## Assignment:
The entries below are to be duplicated exactly, with nothing left out.

[Stored data]
>>>>

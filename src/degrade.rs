//! Log-and-degrade for callers that render whatever the store gives them
//!
//! Store operations always return [`Result`]. Page loaders that prefer an
//! empty list over an error page can finish a call with one of these
//! adapters; the failure is logged at `error` with the operation name.

use crate::error::{Result, StoreError};

/// Turn a failed store call into a fallback value after logging it
pub trait Degrade<T> {
    /// The value on success, `fallback` on failure
    fn or_log(self, operation: &str, fallback: T) -> T;

    /// The value on success, `T::default()` (an empty collection) on failure
    fn or_log_empty(self, operation: &str) -> T
    where
        T: Default;

    /// `Some(value)` on success, `None` on failure
    fn ok_or_log(self, operation: &str) -> Option<T>;
}

fn log_failure(operation: &str, error: &StoreError) {
    tracing::error!(operation, error = %error, "store operation failed");
}

impl<T> Degrade<T> for Result<T> {
    fn or_log(self, operation: &str, fallback: T) -> T {
        self.unwrap_or_else(|e| {
            log_failure(operation, &e);
            fallback
        })
    }

    fn or_log_empty(self, operation: &str) -> T
    where
        T: Default,
    {
        self.or_log(operation, T::default())
    }

    fn ok_or_log(self, operation: &str) -> Option<T> {
        self.inspect_err(|e| log_failure(operation, e)).ok()
    }
}
//! Domain entities and the traits that bind them to the store
//!
//! Each entity pairs a static [`EntityDescriptor`] with the two conversions
//! the generic executor needs: values out in descriptor order for writes,
//! and a hydrated object in from a raw row for reads.

use async_trait::async_trait;
use chrono::NaiveDateTime;
use serde::de::DeserializeOwned;
use serde::{Deserialize, Deserializer};

use crate::error::Result;
use crate::schema::EntityDescriptor;
use crate::store::EntityStore;
use crate::types::{Row, SqlValue};

mod organization;
mod permission;
mod role;
mod task;
mod task_status;
mod topic;
mod user;

pub use organization::Organization;
pub use permission::Permission;
pub use role::Role;
pub use task::{Task, TaskPatch};
pub use task_status::TaskStatus;
pub use topic::Topic;
pub use user::{User, UserPatch};

/// A persisted domain object
#[async_trait]
pub trait Entity: Sized + Send + Sync + 'static {
    /// Table and writable columns
    const DESCRIPTOR: EntityDescriptor;

    /// Primary key; `None` until the entity has been created
    fn id(&self) -> Option<i64>;

    fn set_id(&mut self, id: i64);

    /// Writable values, in `DESCRIPTOR.attributes` order
    fn attribute_values(&self) -> Vec<SqlValue>;

    /// Build the object from one row, resolving its eager relations
    async fn hydrate(store: &EntityStore, row: Row) -> Result<Self>;
}

/// An entity whose writable attributes can be assigned from a partial update
pub trait Patch: Entity {
    /// Declared fields only; every field optional
    type Patch: DeserializeOwned + Send;

    fn apply(&mut self, patch: Self::Patch);
}

/// Patch field that tells an absent key (`None`) from an explicit `null`
/// (`Some(None)`); use with `#[serde(default, deserialize_with = ...)]`
pub(crate) fn nullable<'de, T, D>(deserializer: D) -> std::result::Result<Option<Option<T>>, D::Error>
where
    T: Deserialize<'de>,
    D: Deserializer<'de>,
{
    Option::<T>::deserialize(deserializer).map(Some)
}

/// Store-managed columns every entity row carries
pub(crate) struct Stamps {
    pub id: i64,
    pub created_at: Option<NaiveDateTime>,
    pub updated_at: Option<NaiveDateTime>,
}

impl Stamps {
    pub(crate) fn read(descriptor: &EntityDescriptor, row: &Row) -> Result<Self> {
        Ok(Self {
            id: row.require_i64(descriptor.table_name, "id")?,
            created_at: row.timestamp("createdAt"),
            updated_at: row.timestamp("updatedAt"),
        })
    }
}
//! # teamtask-store
//!
//! The relational data-access layer of the Team Task Manager.
//!
//! Every table is described by a static [`EntityDescriptor`] (table name plus
//! ordered writable columns). A single generic executor turns descriptors and
//! equality [`Criteria`] into parameterized SQL, and each entity hydrates its
//! rows into domain objects by resolving foreign keys and join tables.
//!
//! ## Features
//!
//! - **Generic CRUD**: `create`, `read_all`, `update`, `erase`, `search` for every entity
//! - **Positional Binding**: values are always bound to `?` placeholders, never spliced
//! - **Relational Hydration**: foreign keys resolve to nested objects, join tables to collections
//! - **Join-Table Management**: add, remove and transactional replace of association rows
//! - **Active Records**: entities bound to their store, with typed and JSON patches
//! - **SQL Injection Prevention**: identifiers are descriptor literals, validated and quoted
//!
//! ## Quick Start
//!
//! ```rust,no_run
//! use teamtask_store::{ActiveRecord, Criteria, EntityStore, Role, StoreConfig, User};
//!
//! #[tokio::main]
//! async fn main() -> Result<(), Box<dyn std::error::Error>> {
//!     let store = EntityStore::connect(StoreConfig::from_env()?).await?;
//!
//!     // Create a user
//!     let mut alice = ActiveRecord::<User>::new(&store);
//!     alice.set_json(serde_json::json!({
//!         "name": "Alice",
//!         "email": "alice@example.com",
//!         "hashPassword": "$argon2id$..."
//!     }))?;
//!     alice.create().await?;
//!
//!     // Give her a role and read it back fully hydrated
//!     let user_id = alice.id.unwrap_or_default();
//!     Role::add_user(&store, 1, user_id, user_id).await?;
//!
//!     let roles: Vec<Role> = store.search(&Criteria::by_id(1)).await?;
//!     for role in &roles {
//!         println!("{} has {} members", role.name, role.users.len());
//!     }
//!
//!     Ok(())
//! }
//! ```
//!
//! ## Configuration
//!
//! ```rust
//! use teamtask_store::{JoinPolicy, StoreConfig};
//!
//! let config = StoreConfig::builder("sqlite://tasks.db")
//!     .max_connections(10)                  // Pool size (default 5)
//!     .join_policy(JoinPolicy::Deduplicate) // Skip pairs that already exist
//!     .build();
//! ```
//!
//! ## Failure Handling
//!
//! Every operation returns [`Result`]. Callers that would rather render an
//! empty page than an error can degrade explicitly with [`Degrade`]:
//!
//! ```rust,no_run
//! # use teamtask_store::{Criteria, Degrade, EntityStore, Task};
//! # async fn page(store: &EntityStore) {
//! let tasks = store.search::<Task>(&Criteria::new()).await.or_log_empty("searchTask");
//! # }
//! ```

pub mod backend;
pub mod config;
pub mod degrade;
pub mod error;
pub mod hydrate;
pub mod join;
pub mod model;
pub mod record;
pub mod schema;
pub mod sql;
pub mod store;
pub mod types;

// Re-export main types for convenience
pub use backend::{ExecOutcome, SqlBackend, SqliteBackend};
pub use config::{JoinPolicy, StoreConfig, StoreConfigBuilder};
pub use degrade::Degrade;
pub use error::{Result, StoreError};
pub use join::{JoinManager, JoinRecord};
pub use model::{
    Entity, Organization, Patch, Permission, Role, Task, TaskPatch, TaskStatus, Topic, User,
    UserPatch,
};
pub use record::ActiveRecord;
pub use schema::{EntityDescriptor, JoinTable};
pub use store::EntityStore;
pub use types::{Row, SqlValue};

// Re-export SQL utilities for advanced users
pub use sql::predicate::{Criteria, build_predicate};
pub use sql::sanitize::{quote_identifier, validate_identifier};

<<<<

## Exercise output:
filename src/degrade.rs
//! Log-and-degrade for callers that render whatever the store gives them
//!
//! Store operations always return [`Result`]. Page loaders that prefer an
//! empty list over an error page can finish a call with one of these
//! adapters; the failure is logged at `error` with the operation name.

use crate::error::{Result, StoreError};

/// Turn a failed store call into a fallback value after logging it
pub trait Degrade<T> {
    /// The value on success, `fallback` on failure
    fn or_log(self, operation: &str, fallback: T) -> T;

    /// The value on success, `T::default()` (an empty collection) on failure
    fn or_log_empty(self, operation: &str) -> T
    where
        T: Default;

    /// `Some(value)` on success, `None` on failure
    fn ok_or_log(self, operation: &str) -> Option<T>;
}

fn log_failure(operation: &str, error: &StoreError) {
    tracing::error!(operation, error = %error, "store operation failed");
}

impl<T> Degrade<T> for Result<T> {
    fn or_log(self, operation: &str, fallback: T) -> T {
        self.unwrap_or_else(|e| {
            log_failure(operation, &e);
            fallback
        })
    }

    fn or_log_empty(self, operation: &str) -> T
    where
        T: Default,
    {
        self.or_log(operation, T::default())
    }

    fn ok_or_log(self, operation: &str) -> Option<T> {
        self.inspect_err(|e| log_failure(operation, e)).ok()
    }
}
//! Domain entities and the traits that bind them to the store
//!
//! Each entity pairs a static [`EntityDescriptor`] with the two conversions
//! the generic executor needs: values out in descriptor order for writes,
//! and a hydrated object in from a raw row for reads.

use async_trait::async_trait;
use chrono::NaiveDateTime;
use serde::de::DeserializeOwned;
use serde::{Deserialize, Deserializer};

use crate::error::Result;
use crate::schema::EntityDescriptor;
use crate::store::EntityStore;
use crate::types::{Row, SqlValue};

mod organization;
mod permission;
mod role;
mod task;
mod task_status;
mod topic;
mod user;

pub use organization::Organization;
pub use permission::Permission;
pub use role::Role;
pub use task::{Task, TaskPatch};
pub use task_status::TaskStatus;
pub use topic::Topic;
pub use user::{User, UserPatch};

/// A persisted domain object
#[async_trait]
pub trait Entity: Sized + Send + Sync + 'static {
    /// Table and writable columns
    const DESCRIPTOR: EntityDescriptor;

    /// Primary key; `None` until the entity has been created
    fn id(&self) -> Option<i64>;

    fn set_id(&mut self, id: i64);

    /// Writable values, in `DESCRIPTOR.attributes` order
    fn attribute_values(&self) -> Vec<SqlValue>;

    /// Build the object from one row, resolving its eager relations
    async fn hydrate(store: &EntityStore, row: Row) -> Result<Self>;
}

/// An entity whose writable attributes can be assigned from a partial update
pub trait Patch: Entity {
    /// Declared fields only; every field optional
    type Patch: DeserializeOwned + Send;

    fn apply(&mut self, patch: Self::Patch);
}

/// Patch field that tells an absent key (`None`) from an explicit `null`
/// (`Some(None)`); use with `#[serde(default, deserialize_with = ...)]`
pub(crate) fn nullable<'de, T, D>(deserializer: D) -> std::result::Result<Option<Option<T>>, D::Error>
where
    T: Deserialize<'de>,
    D: Deserializer<'de>,
{
    Option::<T>::deserialize(deserializer).map(Some)
}

/// Store-managed columns every entity row carries
pub(crate) struct Stamps {
    pub id: i64,
    pub created_at: Option<NaiveDateTime>,
    pub updated_at: Option<NaiveDateTime>,
}

impl Stamps {
    pub(crate) fn read(descriptor: &EntityDescriptor, row: &Row) -> Result<Self> {
        Ok(Self {
            id: row.require_i64(descriptor.table_name, "id")?,
            created_at: row.timestamp("createdAt"),
            updated_at: row.timestamp("updatedAt"),
        })
    }
}
//! # teamtask-store
//!
//! The relational data-access layer of the Team Task Manager.
//!
//! Every table is described by a static [`EntityDescriptor`] (table name plus
//! ordered writable columns). A single generic executor turns descriptors and
//! equality [`Criteria`] into parameterized SQL, and each entity hydrates its
//! rows into domain objects by resolving foreign keys and join tables.
//!
//! ## Features
//!
//! - **Generic CRUD**: `create`, `read_all`, `update`, `erase`, `search` for every entity
//! - **Positional Binding**: values are always bound to `?` placeholders, never spliced
//! - **Relational Hydration**: foreign keys resolve to nested objects, join tables to collections
//! - **Join-Table Management**: add, remove and transactional replace of association rows
//! - **Active Records**: entities bound to their store, with typed and JSON patches
//! - **SQL Injection Prevention**: identifiers are descriptor literals, validated and quoted
//!
//! ## Quick Start
//!
//! ```rust,no_run
//! use teamtask_store::{ActiveRecord, Criteria, EntityStore, Role, StoreConfig, User};
//!
//! #[tokio::main]
//! async fn main() -> Result<(), Box<dyn std::error::Error>> {
//!     let store = EntityStore::connect(StoreConfig::from_env()?).await?;
//!
//!     // Create a user
//!     let mut alice = ActiveRecord::<User>::new(&store);
//!     alice.set_json(serde_json::json!({
//!         "name": "Alice",
//!         "email": "alice@example.com",
//!         "hashPassword": "$argon2id$..."
//!     }))?;
//!     alice.create().await?;
//!
//!     // Give her a role and read it back fully hydrated
//!     let user_id = alice.id.unwrap_or_default();
//!     Role::add_user(&store, 1, user_id, user_id).await?;
//!
//!     let roles: Vec<Role> = store.search(&Criteria::by_id(1)).await?;
//!     for role in &roles {
//!         println!("{} has {} members", role.name, role.users.len());
//!     }
//!
//!     Ok(())
//! }
//! ```
//!
//! ## Configuration
//!
//! ```rust
//! use teamtask_store::{JoinPolicy, StoreConfig};
//!
//! let config = StoreConfig::builder("sqlite://tasks.db")
//!     .max_connections(10)                  // Pool size (default 5)
//!     .join_policy(JoinPolicy::Deduplicate) // Skip pairs that already exist
//!     .build();
//! ```
//!
//! ## Failure Handling
//!
//! Every operation returns [`Result`]. Callers that would rather render an
//! empty page than an error can degrade explicitly with [`Degrade`]:
//!
//! ```rust,no_run
//! # use teamtask_store::{Criteria, Degrade, EntityStore, Task};
//! # async fn page(store: &EntityStore) {
//! let tasks = store.search::<Task>(&Criteria::new()).await.or_log_empty("searchTask");
//! # }
//! ```

pub mod backend;
pub mod config;
pub mod degrade;
pub mod error;
pub mod hydrate;
pub mod join;
pub mod model;
pub mod record;
pub mod schema;
pub mod sql;
pub mod store;
pub mod types;

// Re-export main types for convenience
pub use backend::{ExecOutcome, SqlBackend, SqliteBackend};
pub use config::{JoinPolicy, StoreConfig, StoreConfigBuilder};
pub use degrade::Degrade;
pub use error::{Result, StoreError};
pub use join::{JoinManager, JoinRecord};
pub use model::{
    Entity, Organization, Patch, Permission, Role, Task, TaskPatch, TaskStatus, Topic, User,
    UserPatch,
};
pub use record::ActiveRecord;
pub use schema::{EntityDescriptor, JoinTable};
pub use store::EntityStore;
pub use types::{Row, SqlValue};

// Re-export SQL utilities for advanced users
pub use sql::predicate::{Criteria, build_predicate};
pub use sql::sanitize::{quote_identifier, validate_identifier};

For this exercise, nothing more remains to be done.